:: Exercise objective ::
Which lines below hold the word "must"? Report each one.

Saved data entries:
-----
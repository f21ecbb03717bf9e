//! Core type definitions with validation.

use std::borrow::Borrow;
use std::fmt;

use chrono::{NaiveDate, Weekday};
use serde::{Deserialize, Serialize};
use thiserror::Error;

/// Minutes in a day; the upper bound of a clock window.
pub const MINUTES_PER_DAY: u32 = 1440;

/// Validation errors for core types.
#[derive(Debug, Error, Clone, PartialEq, Eq)]
pub enum ValidationError {
    /// The provided value was empty.
    #[error("{field} cannot be empty")]
    Empty { field: &'static str },

    /// A weekday token could not be recognised.
    #[error("unknown weekday: {value:?}")]
    UnknownWeekday { value: String },

    /// The clock window is outside a single day or runs backwards.
    #[error("clock window {start}..{end} must satisfy 0 <= start <= end <= 1440")]
    ClockOutOfRange { start: u32, end: u32 },

    /// The date range ends before it starts.
    #[error("date range {start}..{end} ends before it starts")]
    DateRangeInverted { start: NaiveDate, end: NaiveDate },

    /// A child's age must be a positive integer.
    #[error("age must be positive, got {value}")]
    NonPositiveAge { value: u32 },
}

/// Generates a validated, trimmed string newtype with common trait implementations.
macro_rules! define_name {
    (
        $(#[$meta:meta])*
        $name:ident, $field_name:literal
    ) => {
        $(#[$meta])*
        #[derive(Debug, Clone, PartialEq, Eq, PartialOrd, Ord, Hash, Serialize, Deserialize)]
        #[serde(try_from = "String", into = "String")]
        pub struct $name(String);

        impl $name {
            /// Creates a new name after trimming and validation.
            pub fn new(name: impl Into<String>) -> Result<Self, ValidationError> {
                let name = name.into();
                let trimmed = name.trim();
                if trimmed.is_empty() {
                    return Err(ValidationError::Empty { field: $field_name });
                }
                if trimmed.len() == name.len() {
                    Ok(Self(name))
                } else {
                    Ok(Self(trimmed.to_string()))
                }
            }

            /// Returns the name as a string slice.
            pub fn as_str(&self) -> &str {
                &self.0
            }
        }

        impl TryFrom<String> for $name {
            type Error = ValidationError;

            fn try_from(value: String) -> Result<Self, Self::Error> {
                Self::new(value)
            }
        }

        impl From<$name> for String {
            fn from(name: $name) -> Self {
                name.0
            }
        }

        impl fmt::Display for $name {
            fn fmt(&self, f: &mut fmt::Formatter<'_>) -> fmt::Result {
                f.write_str(&self.0)
            }
        }

        impl AsRef<str> for $name {
            fn as_ref(&self) -> &str {
                &self.0
            }
        }

        impl Borrow<str> for $name {
            fn borrow(&self) -> &str {
                &self.0
            }
        }
    };
}

define_name!(
    /// A validated child name.
    ///
    /// Child names are non-empty and trimmed. Their `Ord` is the
    /// lexicographic order every per-child iteration follows.
    ChildName, "child name"
);

define_name!(
    /// A validated activity name (the title shared by all sessions of a course).
    ActivityName, "title"
);

/// Position of a session in the accepted (normalised) list.
#[derive(Debug, Clone, Copy, PartialEq, Eq, PartialOrd, Ord, Hash, Serialize)]
#[serde(transparent)]
pub struct SessionId(pub usize);

impl fmt::Display for SessionId {
    fn fmt(&self, f: &mut fmt::Formatter<'_>) -> fmt::Result {
        write!(f, "#{}", self.0)
    }
}

const WEEKDAY_ORDER: [Weekday; 7] = [
    Weekday::Mon,
    Weekday::Tue,
    Weekday::Wed,
    Weekday::Thu,
    Weekday::Fri,
    Weekday::Sat,
    Weekday::Sun,
];

const WEEKDAY_NAMES: [&str; 7] = [
    "monday",
    "tuesday",
    "wednesday",
    "thursday",
    "friday",
    "saturday",
    "sunday",
];

/// Parses a weekday token such as `Mon`, `monday`, `TUES` or `Thurs`.
///
/// A token matches when it is at least three letters long and is a
/// case-insensitive prefix of the full day name.
pub fn parse_weekday(token: &str) -> Result<Weekday, ValidationError> {
    let lower = token.trim().to_ascii_lowercase();
    if lower.len() >= 3 {
        if let Some(index) = WEEKDAY_NAMES.iter().position(|name| name.starts_with(&lower)) {
            return Ok(WEEKDAY_ORDER[index]);
        }
    }
    Err(ValidationError::UnknownWeekday {
        value: token.to_string(),
    })
}

/// A set of weekdays. The empty set means "unspecified".
#[derive(Debug, Clone, Copy, PartialEq, Eq, Hash, Default)]
pub struct WeekdaySet(u8);

impl WeekdaySet {
    /// The unspecified (empty) set.
    pub const UNSPECIFIED: Self = Self(0);

    /// Canonicalises weekday tokens into a set.
    pub fn parse<I, S>(tokens: I) -> Result<Self, ValidationError>
    where
        I: IntoIterator<Item = S>,
        S: AsRef<str>,
    {
        let mut set = Self::UNSPECIFIED;
        for token in tokens {
            set.insert(parse_weekday(token.as_ref())?);
        }
        Ok(set)
    }

    pub fn insert(&mut self, day: Weekday) {
        self.0 |= 1 << day.num_days_from_monday();
    }

    pub fn contains(self, day: Weekday) -> bool {
        self.0 & (1 << day.num_days_from_monday()) != 0
    }

    pub const fn is_unspecified(self) -> bool {
        self.0 == 0
    }

    /// Returns true if the two sets may fall on a common day.
    ///
    /// An unspecified set matches any weekday.
    pub const fn overlaps(self, other: Self) -> bool {
        self.is_unspecified() || other.is_unspecified() || self.0 & other.0 != 0
    }

    /// Iterates Monday first.
    pub fn iter(self) -> impl Iterator<Item = Weekday> {
        WEEKDAY_ORDER.into_iter().filter(move |day| self.contains(*day))
    }

    /// Canonical three-letter tokens, Monday first.
    pub fn tokens(self) -> Vec<String> {
        self.iter().map(|day| day.to_string()).collect()
    }
}

impl FromIterator<Weekday> for WeekdaySet {
    fn from_iter<T: IntoIterator<Item = Weekday>>(iter: T) -> Self {
        let mut set = Self::UNSPECIFIED;
        for day in iter {
            set.insert(day);
        }
        set
    }
}

impl fmt::Display for WeekdaySet {
    fn fmt(&self, f: &mut fmt::Formatter<'_>) -> fmt::Result {
        f.write_str(&self.tokens().join(","))
    }
}

impl Serialize for WeekdaySet {
    fn serialize<S>(&self, serializer: S) -> Result<S::Ok, S::Error>
    where
        S: serde::Serializer,
    {
        self.tokens().serialize(serializer)
    }
}

/// A clock window in minutes since local midnight.
///
/// `(0, 0)` means "unspecified".
#[derive(Debug, Clone, Copy, PartialEq, Eq, Hash, Default, Serialize)]
#[serde(rename_all = "camelCase")]
pub struct ClockWindow {
    start_minute: u32,
    end_minute: u32,
}

impl ClockWindow {
    pub const UNSPECIFIED: Self = Self {
        start_minute: 0,
        end_minute: 0,
    };

    pub fn new(start_minute: u32, end_minute: u32) -> Result<Self, ValidationError> {
        if start_minute > end_minute || end_minute > MINUTES_PER_DAY {
            return Err(ValidationError::ClockOutOfRange {
                start: start_minute,
                end: end_minute,
            });
        }
        Ok(Self {
            start_minute,
            end_minute,
        })
    }

    pub const fn start_minute(self) -> u32 {
        self.start_minute
    }

    pub const fn end_minute(self) -> u32 {
        self.end_minute
    }

    pub const fn is_unspecified(self) -> bool {
        self.start_minute == 0 && self.end_minute == 0
    }

    /// Returns true unless one window ends at least `buffer_minutes` before the other starts.
    ///
    /// An unspecified window is treated as overlapping everything.
    pub const fn within_buffer(self, other: Self, buffer_minutes: u32) -> bool {
        if self.is_unspecified() || other.is_unspecified() {
            return true;
        }
        let separated = self.end_minute.saturating_add(buffer_minutes) <= other.start_minute
            || other.end_minute.saturating_add(buffer_minutes) <= self.start_minute;
        !separated
    }
}

impl fmt::Display for ClockWindow {
    fn fmt(&self, f: &mut fmt::Formatter<'_>) -> fmt::Result {
        if self.is_unspecified() {
            return f.write_str("--:--");
        }
        write!(
            f,
            "{:02}:{:02}-{:02}:{:02}",
            self.start_minute / 60,
            self.start_minute % 60,
            self.end_minute / 60,
            self.end_minute % 60
        )
    }
}

/// Age eligibility bounds: inclusive minimum, exclusive maximum.
#[derive(Debug, Clone, Copy, PartialEq, Eq, Hash, Default, Serialize)]
#[serde(rename_all = "camelCase")]
pub struct AgeBounds {
    pub min_inclusive: Option<u32>,
    pub max_exclusive: Option<u32>,
}

impl AgeBounds {
    pub const UNBOUNDED: Self = Self {
        min_inclusive: None,
        max_exclusive: None,
    };

    /// Returns true if `age` is within `[min, max)`. Missing bounds are open.
    pub fn admits(self, age: u32) -> bool {
        let min = self.min_inclusive.unwrap_or(0);
        self.max_exclusive
            .map_or(age >= min, |max| age >= min && age < max)
    }
}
-----
:: Response area ::
    #[error("clock window {start}..{end} must satisfy 0 <= start <= end <= 1440")]
    /// A child's age must be a positive integer.
    #[error("age must be positive, got {value}")]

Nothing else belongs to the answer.